Dataset excerpts:

+++

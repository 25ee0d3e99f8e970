//! Live views that follow the change feed
mod active_order;
mod order_board;
mod order_tracker;

pub use active_order::{ActiveOrderStore, MemoryActiveOrderStore};
pub use order_board::{BoardHandle, BoardRow, BoardState, OrderBoard, DEFAULT_BOARD_LIMIT};
pub use order_tracker::{OrderTracker, TrackedOrder, TrackerHandle, TrackerState, TrackerView};
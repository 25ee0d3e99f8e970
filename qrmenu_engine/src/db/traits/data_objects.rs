use crate::db_types::Order;

/// The outcome of a compare-and-set status update.
#[derive(Debug, Clone, PartialEq)]
pub enum StatusUpdateResult {
    /// The status matched the expected value and has been changed.
    Updated { old: Order, new: Order },
    /// The status had already moved on. The order, as currently stored, is returned.
    Conflict(Order),
    /// No order with the given id exists.
    NotFound,
}
use std::fmt::{self, Debug, Display};

/// Wraps a sensitive value (signing keys, database passwords) so that it never ends up in logs.
#[derive(Clone, Default)]
pub struct Secret<T>
where T: Clone + Default
{
    value: T,
}

impl<T: Clone + Default> Secret<T> {
    pub fn new(value: T) -> Self {
        Self { value }
    }

    pub fn reveal(&self) -> &T {
        &self.value
    }
}

impl<T: Clone + Default> From<T> for Secret<T> {
    fn from(value: T) -> Self {
        Self::new(value)
    }
}

impl<T: Clone + Default> Debug for Secret<T> {
    fn fmt(&self, f: &mut fmt::Formatter<'_>) -> fmt::Result {
        f.write_str("Secret(****)")
    }
}

impl<T: Clone + Default> Display for Secret<T> {
    fn fmt(&self, f: &mut fmt::Formatter<'_>) -> fmt::Result {
        f.write_str("****")
    }
}
use std::time::Duration;

use actix_web::{dev::Server, http::KeepAlive, middleware::Logger, web, App, HttpServer};
use futures::FutureExt;
use log::*;
use qrmenu_engine::{
    events::{ChangeFeed, EventHandlers, EventHooks, EventProducers},
    CheckoutApi,
    MenuApi,
    OrderFlowApi,
    RestaurantApi,
    SqliteDatabase,
};

use crate::{
    auth::TokenIssuer,
    config::{ServerConfig, ServerOptions},
    errors::ServerError,
    routes::{
        active_order,
        health,
        not_found,
        AddInventoryItemRoute,
        AddMenuItemRoute,
        CheckoutRoute,
        InventoryStockRoute,
        MenuAvailabilityRoute,
        MyInventoryRoute,
        MyMenuRoute,
        MyRestaurantRoute,
        OrderActionRoute,
        OrderBoardLiveRoute,
        OrderBoardRoute,
        OrderDetailRoute,
        OrderStatusRoute,
        OrderSuccessLiveRoute,
        OrderSuccessRoute,
        PublicMenuRoute,
        ReviewVisibilityRoute,
        SaveRestaurantRoute,
        SubmitReviewRoute,
    },
};

pub async fn run_server(config: ServerConfig) -> Result<(), ServerError> {
    let feed = ChangeFeed::new(config.change_feed_capacity);
    let db = SqliteDatabase::new_with_feed(&config.database_url, config.db_max_connections, feed)
        .await
        .map_err(|e| ServerError::InitializeError(e.to_string()))?;
    if config.run_migrations {
        db.run_migrations().await.map_err(|e| ServerError::InitializeError(e.to_string()))?;
        info!("🚀️ Database migrations are up to date");
    }
    let handlers = EventHandlers::new(config.event_buffer_size, audit_log_hooks());
    let producers = handlers.producers();
    handlers.start_handlers().await;
    let srv = create_server_instance(config, db, producers)?;
    srv.await.map_err(|e| ServerError::Unspecified(e.to_string()))
}

/// Hooks that write every new order and every status change to the `qrm::audit` log target.
pub fn audit_log_hooks() -> EventHooks {
    let mut hooks = EventHooks::default();
    hooks
        .on_order_created(|ev| {
            async move {
                let order = ev.order;
                info!(
                    target: "qrm::audit",
                    "🪝️ Order {} placed at restaurant {}. {} for {} ({} item(s), {})",
                    order.id,
                    order.restaurant_id,
                    order.order_type,
                    order.total_amount,
                    order.item_count(),
                    order.payment_method
                );
            }
            .boxed()
        })
        .on_status_changed(|ev| {
            async move {
                info!(
                    target: "qrm::audit",
                    "🪝️ Order {} at restaurant {} moved from {} to {}",
                    ev.order.id,
                    ev.order.restaurant_id,
                    ev.old_status,
                    ev.new_status()
                );
            }
            .boxed()
        });
    hooks
}

pub fn create_server_instance(
    config: ServerConfig,
    db: SqliteDatabase,
    producers: EventProducers,
) -> Result<Server, ServerError> {
    let options = ServerOptions::from_config(&config);
    let srv = HttpServer::new(move || {
        let orders_api = OrderFlowApi::new(db.clone(), producers.clone());
        let checkout_api = CheckoutApi::new(db.clone(), producers.clone());
        let menu_api = MenuApi::new(db.clone());
        let restaurant_api = RestaurantApi::new(db.clone());
        let token_issuer = TokenIssuer::new(&config.auth);
        let app = App::new()
            .wrap(Logger::new("%t (%D ms) %s %a %{Host}i %U").log_target("qrm::access_log"))
            .app_data(web::Data::new(orders_api))
            .app_data(web::Data::new(checkout_api))
            .app_data(web::Data::new(menu_api))
            .app_data(web::Data::new(restaurant_api))
            .app_data(web::Data::new(token_issuer))
            .app_data(web::Data::new(options));
        // Routes that require an owner token. The live board must be registered before the order detail route.
        let owner_scope = web::scope("/api")
            .service(OrderBoardRoute::<SqliteDatabase>::new())
            .service(OrderBoardLiveRoute::<SqliteDatabase>::new())
            .service(OrderDetailRoute::<SqliteDatabase>::new())
            .service(OrderActionRoute::<SqliteDatabase>::new())
            .service(OrderStatusRoute::<SqliteDatabase>::new())
            .service(MyRestaurantRoute::<SqliteDatabase>::new())
            .service(SaveRestaurantRoute::<SqliteDatabase>::new())
            .service(ReviewVisibilityRoute::<SqliteDatabase>::new())
            .service(MyMenuRoute::<SqliteDatabase>::new())
            .service(AddMenuItemRoute::<SqliteDatabase>::new())
            .service(MenuAvailabilityRoute::<SqliteDatabase>::new())
            .service(MyInventoryRoute::<SqliteDatabase>::new())
            .service(AddInventoryItemRoute::<SqliteDatabase>::new())
            .service(InventoryStockRoute::<SqliteDatabase>::new());
        app.service(health)
            .service(active_order)
            .service(PublicMenuRoute::<SqliteDatabase>::new())
            .service(CheckoutRoute::<SqliteDatabase>::new())
            .service(SubmitReviewRoute::<SqliteDatabase>::new())
            .service(OrderSuccessRoute::<SqliteDatabase>::new())
            .service(OrderSuccessLiveRoute::<SqliteDatabase>::new())
            .service(owner_scope)
            .default_service(web::to(not_found))
    })
    .keep_alive(KeepAlive::Timeout(Duration::from_secs(600)))
    .bind((config.host.as_str(), config.port))?
    .run();
    Ok(srv)
}
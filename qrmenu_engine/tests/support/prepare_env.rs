#![allow(dead_code)]
use log::*;
use qrmenu_engine::{
    db_types::{Money, NewMenuItem, RestaurantSettings},
    events::ChangeFeed,
    MenuManagement,
    RestaurantManagement,
    SqliteDatabase,
};
use sqlx::{migrate::MigrateDatabase, Sqlite};

pub async fn prepare_test_env(url: &str) -> SqliteDatabase {
    prepare_test_env_with_feed(url, ChangeFeed::new(64)).await
}

pub async fn prepare_test_env_with_feed(url: &str, feed: ChangeFeed) -> SqliteDatabase {
    dotenvy::from_filename(".env.test").ok();
    let _ = env_logger::try_init();
    debug!("🚀️ Logging initialised");
    create_database(url).await;
    let db = SqliteDatabase::new_with_feed(url, 5, feed)
        .await
        .expect("Error creating connection to database");
    db.run_migrations().await.expect("Error running DB migrations");
    db
}

pub fn random_db_path() -> String {
    let dir = std::env::temp_dir();
    format!("sqlite://{}/qrmenu_test_{}.db", dir.display(), rand::random::<u64>())
}

pub async fn create_database(url: &str) {
    if Sqlite::database_exists(url).await.unwrap_or(false) {
        if let Err(e) = Sqlite::drop_database(url).await {
            warn!("🚀️ Error dropping database {url}: {e:?}");
        }
    }
    Sqlite::create_database(url).await.expect("Error creating database");
    info!("🚀️ Created Sqlite database {url}");
}

pub async fn tear_down(db: SqliteDatabase, url: &str) {
    db.close().await;
    if let Err(e) = Sqlite::drop_database(url).await {
        warn!("🚀️ Could not remove test database {url}: {e}");
    }
}

/// A restaurant with two dishes: A at 100 and B at 50
pub async fn seed_restaurant(db: &SqliteDatabase, owner: &str, slug: &str, tables: i64) -> Seeded {
    let settings = RestaurantSettings::new("Spice Garden", slug).with_city("Bengaluru").with_tables(tables);
    let restaurant = db.upsert_restaurant(owner, settings).await.expect("Error creating restaurant");
    let a = db
        .insert_menu_item(NewMenuItem::new(restaurant.id, "Dish A", Money::from_major(100)).with_category("Mains"))
        .await
        .expect("Error adding dish A");
    let b = db
        .insert_menu_item(NewMenuItem::new(restaurant.id, "Dish B", Money::from_major(50)).with_category("Sides"))
        .await
        .expect("Error adding dish B");
    Seeded { restaurant_id: restaurant.id, dish_a: a.id, dish_b: b.id }
}

#[derive(Debug, Clone, Copy)]
pub struct Seeded {
    pub restaurant_id: i64,
    pub dish_a: i64,
    pub dish_b: i64,
}
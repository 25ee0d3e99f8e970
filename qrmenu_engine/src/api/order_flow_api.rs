use std::fmt::Debug;

use log::*;

use crate::{
    api::errors::OrderFlowError,
    db::traits::{OrderManagement, StatusUpdateResult},
    db_types::{NewOrder, Order, OrderId, OrderStatusType},
    events::{EventProducers, OrderCreatedEvent, OrderStatusChangedEvent},
    lifecycle::{can_transition, may_trigger, Actor, OwnerAction},
};

/// `OrderFlowApi` is the primary API for creating orders and moving them through their lifecycle.
///
/// Every status change goes through [`Self::transition_order`] (or one of its wrappers), which is the single place
/// where transition legality and actor permissions are checked. The write itself is a compare-and-set on the status,
/// so two owners clicking at the same time cannot both win.
#[derive(Clone)]
pub struct OrderFlowApi<B> {
    db: B,
    producers: EventProducers,
}

impl<B> Debug for OrderFlowApi<B> {
    fn fmt(&self, f: &mut std::fmt::Formatter<'_>) -> std::fmt::Result {
        write!(f, "OrderFlowApi")
    }
}

impl<B> OrderFlowApi<B> {
    pub fn new(db: B, producers: EventProducers) -> Self {
        Self { db, producers }
    }

    pub fn db(&self) -> &B {
        &self.db
    }
}

impl<B> OrderFlowApi<B>
where B: OrderManagement
{
    /// Stores a brand-new order in a single insert. The order starts out `pending`.
    pub async fn place_order(&self, order: NewOrder) -> Result<Order, OrderFlowError> {
        let order = self.db.insert_order(order).await?;
        info!(
            "🔄️📦️ Order {} placed at restaurant {} for {} ({} item(s))",
            order.id,
            order.restaurant_id,
            order.total_amount,
            order.item_count()
        );
        self.producers.publish_order_created(OrderCreatedEvent::new(order.clone())).await;
        Ok(order)
    }

    pub async fn fetch_order(&self, order_id: &OrderId) -> Result<Option<Order>, OrderFlowError> {
        Ok(self.db.fetch_order(order_id).await?)
    }

    /// Fetches an order on behalf of a restaurant. Orders of other restaurants are reported as forbidden.
    pub async fn order_for_restaurant(&self, restaurant_id: i64, order_id: &OrderId) -> Result<Order, OrderFlowError> {
        let order =
            self.db.fetch_order(order_id).await?.ok_or_else(|| OrderFlowError::OrderNotFound(order_id.clone()))?;
        if order.restaurant_id != restaurant_id {
            warn!("🔄️ Restaurant {restaurant_id} tried to access order {order_id} of restaurant {}", order.restaurant_id);
            return Err(OrderFlowError::Forbidden(order_id.clone()));
        }
        Ok(order)
    }

    /// The most recent orders of the restaurant, newest first.
    pub async fn orders_for_restaurant(&self, restaurant_id: i64, limit: u32) -> Result<Vec<Order>, OrderFlowError> {
        Ok(self.db.fetch_orders_for_restaurant(restaurant_id, limit).await?)
    }

    /// Moves the order to `to`, if the transition is legal and `actor` is allowed to make it.
    pub async fn transition_order(
        &self,
        order_id: &OrderId,
        to: OrderStatusType,
        actor: Actor,
    ) -> Result<Order, OrderFlowError> {
        let order =
            self.db.fetch_order(order_id).await?.ok_or_else(|| OrderFlowError::OrderNotFound(order_id.clone()))?;
        self.apply_transition(order, to, actor).await
    }

    /// As [`Self::transition_order`], but the order must belong to `restaurant_id`.
    pub async fn transition_for_restaurant(
        &self,
        restaurant_id: i64,
        order_id: &OrderId,
        to: OrderStatusType,
        actor: Actor,
    ) -> Result<Order, OrderFlowError> {
        let order = self.order_for_restaurant(restaurant_id, order_id).await?;
        self.apply_transition(order, to, actor).await
    }

    /// Performs one of the actions offered on the owner's order board.
    pub async fn perform_owner_action(
        &self,
        restaurant_id: i64,
        order_id: &OrderId,
        action: OwnerAction,
    ) -> Result<Order, OrderFlowError> {
        let order = self.order_for_restaurant(restaurant_id, order_id).await?;
        let target =
            action.target(order.status).ok_or(OrderFlowError::ActionUnavailable { action, status: order.status })?;
        self.apply_transition(order, target, Actor::Owner).await
    }

    async fn apply_transition(&self, order: Order, to: OrderStatusType, actor: Actor) -> Result<Order, OrderFlowError> {
        let from = order.status;
        if !can_transition(from, to) {
            debug!("🔄️ Rejected illegal transition of order {} from {from} to {to}", order.id);
            return Err(OrderFlowError::IllegalTransition { from, to });
        }
        if !may_trigger(actor, from, to) {
            debug!("🔄️ Rejected transition of order {} from {from} to {to} by {actor}", order.id);
            return Err(OrderFlowError::NotPermitted { actor, from, to });
        }
        match self.db.update_order_status(&order.id, from, to).await? {
            StatusUpdateResult::Updated { old, new } => {
                info!("🔄️ Order {} moved from {} to {}", new.id, old.status, new.status);
                self.producers.publish_status_changed(OrderStatusChangedEvent::new(old.status, new.clone())).await;
                Ok(new)
            },
            StatusUpdateResult::Conflict(current) => {
                warn!("🔄️ Order {} changed to {} before it could be moved to {to}", current.id, current.status);
                Err(OrderFlowError::StatusConflict { order_id: current.id, current: current.status })
            },
            StatusUpdateResult::NotFound => Err(OrderFlowError::OrderNotFound(order.id)),
        }
    }
}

+++

■ **Exercise instructions**
Which lines above run from the one containing "let db = SqliteDatabase::new_with_feed(url, 5, feed)" to the one containing "pub async fn create_database(url: &str)"? Give them again exactly, both ends included.

■ **Result**
    let db = SqliteDatabase::new_with_feed(url, 5, feed)
        .await
        .expect("Error creating connection to database");
    db.run_migrations().await.expect("Error running DB migrations");
    db
}

pub fn random_db_path() -> String {
    let dir = std::env::temp_dir();
    format!("sqlite://{}/qrmenu_test_{}.db", dir.display(), rand::random::<u64>())
}

pub async fn create_database(url: &str) {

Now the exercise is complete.